* WHAT THE TASK REQUIRES:
Repeat the lines below exactly as written, please, from the line with "use thiserror::Error;" to the line with "#[error(transparent)]", both lines included, and no others.

* TASK INPUTS:
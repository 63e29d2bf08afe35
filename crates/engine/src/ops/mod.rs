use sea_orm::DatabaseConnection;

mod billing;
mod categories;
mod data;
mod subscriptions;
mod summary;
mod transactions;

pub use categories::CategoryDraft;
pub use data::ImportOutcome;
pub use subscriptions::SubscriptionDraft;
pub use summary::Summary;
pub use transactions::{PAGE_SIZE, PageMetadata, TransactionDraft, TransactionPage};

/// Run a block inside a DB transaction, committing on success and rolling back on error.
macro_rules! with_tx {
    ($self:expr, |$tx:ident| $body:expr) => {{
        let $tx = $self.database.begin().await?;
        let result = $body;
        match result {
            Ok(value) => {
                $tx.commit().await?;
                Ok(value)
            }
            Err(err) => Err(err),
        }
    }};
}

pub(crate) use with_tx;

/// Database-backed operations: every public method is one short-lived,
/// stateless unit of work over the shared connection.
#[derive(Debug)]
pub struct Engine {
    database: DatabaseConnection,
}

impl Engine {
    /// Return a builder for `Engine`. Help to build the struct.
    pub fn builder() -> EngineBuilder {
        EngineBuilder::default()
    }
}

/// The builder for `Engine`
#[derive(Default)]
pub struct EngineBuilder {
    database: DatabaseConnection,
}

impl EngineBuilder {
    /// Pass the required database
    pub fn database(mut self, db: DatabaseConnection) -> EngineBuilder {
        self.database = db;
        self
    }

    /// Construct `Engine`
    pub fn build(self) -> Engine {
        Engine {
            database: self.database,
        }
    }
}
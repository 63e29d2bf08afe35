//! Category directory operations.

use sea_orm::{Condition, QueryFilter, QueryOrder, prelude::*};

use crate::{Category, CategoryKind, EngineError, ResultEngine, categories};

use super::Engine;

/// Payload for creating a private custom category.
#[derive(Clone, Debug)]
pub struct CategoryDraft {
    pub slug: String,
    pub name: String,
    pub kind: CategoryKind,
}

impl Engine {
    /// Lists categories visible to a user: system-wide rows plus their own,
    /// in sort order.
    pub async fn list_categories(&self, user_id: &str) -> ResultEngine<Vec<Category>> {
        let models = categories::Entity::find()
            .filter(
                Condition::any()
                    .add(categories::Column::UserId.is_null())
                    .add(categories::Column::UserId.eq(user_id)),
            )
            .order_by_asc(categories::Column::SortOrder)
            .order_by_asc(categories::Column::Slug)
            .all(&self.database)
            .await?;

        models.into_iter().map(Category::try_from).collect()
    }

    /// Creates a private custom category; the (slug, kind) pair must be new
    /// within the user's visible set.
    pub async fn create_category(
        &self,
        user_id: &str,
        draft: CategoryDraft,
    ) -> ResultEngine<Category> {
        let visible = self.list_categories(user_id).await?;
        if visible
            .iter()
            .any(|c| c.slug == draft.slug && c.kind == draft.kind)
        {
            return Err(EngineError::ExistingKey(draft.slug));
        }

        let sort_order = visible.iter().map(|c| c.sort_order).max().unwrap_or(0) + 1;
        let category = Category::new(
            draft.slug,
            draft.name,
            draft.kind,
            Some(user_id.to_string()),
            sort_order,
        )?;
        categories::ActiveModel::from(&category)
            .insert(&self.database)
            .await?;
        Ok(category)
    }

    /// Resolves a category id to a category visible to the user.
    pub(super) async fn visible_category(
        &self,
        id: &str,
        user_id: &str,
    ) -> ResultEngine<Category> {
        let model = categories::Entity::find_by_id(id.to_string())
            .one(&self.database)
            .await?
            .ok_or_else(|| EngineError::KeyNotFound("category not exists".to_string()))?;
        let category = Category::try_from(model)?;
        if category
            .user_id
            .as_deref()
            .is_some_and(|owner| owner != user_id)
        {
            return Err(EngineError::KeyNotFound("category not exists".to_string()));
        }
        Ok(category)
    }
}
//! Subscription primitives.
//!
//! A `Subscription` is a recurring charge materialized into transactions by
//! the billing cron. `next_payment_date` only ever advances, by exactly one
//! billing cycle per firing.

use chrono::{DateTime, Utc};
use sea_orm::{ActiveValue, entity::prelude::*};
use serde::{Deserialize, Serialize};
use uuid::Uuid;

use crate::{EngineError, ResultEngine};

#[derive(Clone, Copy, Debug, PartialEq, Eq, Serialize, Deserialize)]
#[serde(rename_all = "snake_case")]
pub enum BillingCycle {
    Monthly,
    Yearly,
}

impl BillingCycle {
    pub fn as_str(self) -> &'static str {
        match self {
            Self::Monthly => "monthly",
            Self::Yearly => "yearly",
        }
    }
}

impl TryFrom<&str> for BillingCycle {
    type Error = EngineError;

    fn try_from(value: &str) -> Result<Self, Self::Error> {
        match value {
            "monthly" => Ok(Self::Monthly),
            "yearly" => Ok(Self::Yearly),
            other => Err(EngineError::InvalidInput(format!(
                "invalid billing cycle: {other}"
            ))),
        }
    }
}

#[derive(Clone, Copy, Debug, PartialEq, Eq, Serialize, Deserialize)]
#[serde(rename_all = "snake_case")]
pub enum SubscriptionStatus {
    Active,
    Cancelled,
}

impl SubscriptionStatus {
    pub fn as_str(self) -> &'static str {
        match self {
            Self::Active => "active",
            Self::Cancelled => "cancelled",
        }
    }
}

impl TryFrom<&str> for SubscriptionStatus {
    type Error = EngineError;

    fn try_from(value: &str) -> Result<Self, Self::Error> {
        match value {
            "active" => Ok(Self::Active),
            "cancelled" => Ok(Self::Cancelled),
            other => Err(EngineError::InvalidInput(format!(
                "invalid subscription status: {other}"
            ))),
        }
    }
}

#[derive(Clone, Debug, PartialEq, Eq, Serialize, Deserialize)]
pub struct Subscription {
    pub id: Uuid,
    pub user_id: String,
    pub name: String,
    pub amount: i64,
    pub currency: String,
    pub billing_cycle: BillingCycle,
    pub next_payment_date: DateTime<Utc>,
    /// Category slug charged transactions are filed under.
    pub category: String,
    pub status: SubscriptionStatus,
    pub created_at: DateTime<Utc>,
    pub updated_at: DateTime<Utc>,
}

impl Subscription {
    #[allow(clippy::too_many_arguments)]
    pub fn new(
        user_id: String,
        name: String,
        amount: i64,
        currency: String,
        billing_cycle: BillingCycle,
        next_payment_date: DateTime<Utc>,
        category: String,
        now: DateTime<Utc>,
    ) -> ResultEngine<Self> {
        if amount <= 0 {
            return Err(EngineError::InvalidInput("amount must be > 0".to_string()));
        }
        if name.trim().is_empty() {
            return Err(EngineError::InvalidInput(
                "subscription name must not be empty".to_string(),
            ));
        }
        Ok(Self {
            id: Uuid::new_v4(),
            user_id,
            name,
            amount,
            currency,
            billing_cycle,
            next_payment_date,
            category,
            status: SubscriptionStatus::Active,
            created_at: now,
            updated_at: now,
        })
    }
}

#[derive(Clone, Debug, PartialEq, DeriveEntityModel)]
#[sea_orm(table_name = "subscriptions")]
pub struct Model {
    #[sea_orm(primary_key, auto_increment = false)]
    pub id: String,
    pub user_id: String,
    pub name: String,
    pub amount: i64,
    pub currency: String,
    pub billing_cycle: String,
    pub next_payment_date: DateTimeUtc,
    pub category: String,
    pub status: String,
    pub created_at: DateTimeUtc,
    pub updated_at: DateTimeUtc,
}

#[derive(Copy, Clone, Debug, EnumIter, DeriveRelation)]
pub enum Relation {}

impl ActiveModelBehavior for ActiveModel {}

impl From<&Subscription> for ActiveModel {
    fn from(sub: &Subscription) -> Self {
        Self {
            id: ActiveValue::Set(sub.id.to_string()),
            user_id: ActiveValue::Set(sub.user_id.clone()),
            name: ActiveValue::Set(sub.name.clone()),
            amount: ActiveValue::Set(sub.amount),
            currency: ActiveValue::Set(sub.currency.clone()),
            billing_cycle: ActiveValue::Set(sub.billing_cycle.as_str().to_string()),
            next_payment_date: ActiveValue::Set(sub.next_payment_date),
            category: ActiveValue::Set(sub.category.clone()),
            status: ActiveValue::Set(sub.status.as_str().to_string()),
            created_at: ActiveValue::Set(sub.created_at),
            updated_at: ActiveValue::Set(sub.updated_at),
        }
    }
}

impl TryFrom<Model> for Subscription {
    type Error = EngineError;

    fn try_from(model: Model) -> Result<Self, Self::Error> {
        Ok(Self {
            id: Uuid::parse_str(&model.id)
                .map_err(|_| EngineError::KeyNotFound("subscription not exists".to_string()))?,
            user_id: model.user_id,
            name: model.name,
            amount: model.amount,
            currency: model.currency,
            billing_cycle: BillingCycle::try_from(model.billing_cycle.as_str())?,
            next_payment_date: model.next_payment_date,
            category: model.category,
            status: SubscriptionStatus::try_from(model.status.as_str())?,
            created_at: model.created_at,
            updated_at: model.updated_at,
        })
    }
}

---

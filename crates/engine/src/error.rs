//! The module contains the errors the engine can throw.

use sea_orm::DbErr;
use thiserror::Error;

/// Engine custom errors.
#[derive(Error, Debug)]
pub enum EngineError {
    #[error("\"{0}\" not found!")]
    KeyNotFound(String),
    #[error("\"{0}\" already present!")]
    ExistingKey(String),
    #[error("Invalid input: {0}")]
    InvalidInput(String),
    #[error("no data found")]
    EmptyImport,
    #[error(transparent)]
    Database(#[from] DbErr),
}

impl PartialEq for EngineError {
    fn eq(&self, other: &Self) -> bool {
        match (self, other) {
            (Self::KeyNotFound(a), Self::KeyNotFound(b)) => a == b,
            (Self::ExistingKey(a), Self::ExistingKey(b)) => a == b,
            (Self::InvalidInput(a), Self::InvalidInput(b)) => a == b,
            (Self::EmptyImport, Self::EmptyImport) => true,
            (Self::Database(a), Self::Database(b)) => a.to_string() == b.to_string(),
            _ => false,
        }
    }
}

* OUTPUT:
use thiserror::Error;

/// Engine custom errors.
#[derive(Error, Debug)]
pub enum EngineError {
    #[error("\"{0}\" not found!")]
    KeyNotFound(String),
    #[error("\"{0}\" already present!")]
    ExistingKey(String),
    #[error("Invalid input: {0}")]
    InvalidInput(String),
    #[error("no data found")]
    EmptyImport,
    #[error(transparent)]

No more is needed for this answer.